◆ PROVIDED RECORDS ◆
_____

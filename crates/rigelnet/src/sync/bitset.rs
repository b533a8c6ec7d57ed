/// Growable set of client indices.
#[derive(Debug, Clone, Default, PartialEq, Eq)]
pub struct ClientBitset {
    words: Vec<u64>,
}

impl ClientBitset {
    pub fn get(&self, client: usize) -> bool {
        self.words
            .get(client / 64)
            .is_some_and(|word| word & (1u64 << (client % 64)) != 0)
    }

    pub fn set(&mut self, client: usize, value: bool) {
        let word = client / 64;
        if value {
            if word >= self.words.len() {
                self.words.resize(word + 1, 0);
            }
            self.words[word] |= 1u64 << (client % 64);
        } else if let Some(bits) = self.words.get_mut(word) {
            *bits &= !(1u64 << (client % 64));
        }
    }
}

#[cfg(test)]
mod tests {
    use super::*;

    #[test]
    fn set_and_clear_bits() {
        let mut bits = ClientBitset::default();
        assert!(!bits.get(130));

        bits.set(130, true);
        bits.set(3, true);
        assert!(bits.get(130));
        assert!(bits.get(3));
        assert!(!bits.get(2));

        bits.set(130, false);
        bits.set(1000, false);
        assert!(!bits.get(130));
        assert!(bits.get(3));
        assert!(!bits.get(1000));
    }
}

_____

◆ ACTION ITEM ◆
Copy the material above so that it matches line for line.

◆ REPLY ◆
filename crates/rigelnet/src/sync/bitset.rs
repository b533a8c6ec7d57ed
/// Growable set of client indices.
#[derive(Debug, Clone, Default, PartialEq, Eq)]
pub struct ClientBitset {
    words: Vec<u64>,
}

impl ClientBitset {
    pub fn get(&self, client: usize) -> bool {
        self.words
            .get(client / 64)
            .is_some_and(|word| word & (1u64 << (client % 64)) != 0)
    }

    pub fn set(&mut self, client: usize, value: bool) {
        let word = client / 64;
        if value {
            if word >= self.words.len() {
                self.words.resize(word + 1, 0);
            }
            self.words[word] |= 1u64 << (client % 64);
        } else if let Some(bits) = self.words.get_mut(word) {
            *bits &= !(1u64 << (client % 64));
        }
    }
}

#[cfg(test)]
mod tests {
    use super::*;

    #[test]
    fn set_and_clear_bits() {
        let mut bits = ClientBitset::default();
        assert!(!bits.get(130));

        bits.set(130, true);
        bits.set(3, true);
        assert!(bits.get(130));
        assert!(bits.get(3));
        assert!(!bits.get(2));

        bits.set(130, false);
        bits.set(1000, false);
        assert!(!bits.get(130));
        assert!(bits.get(3));
        assert!(!bits.get(1000));
    }
}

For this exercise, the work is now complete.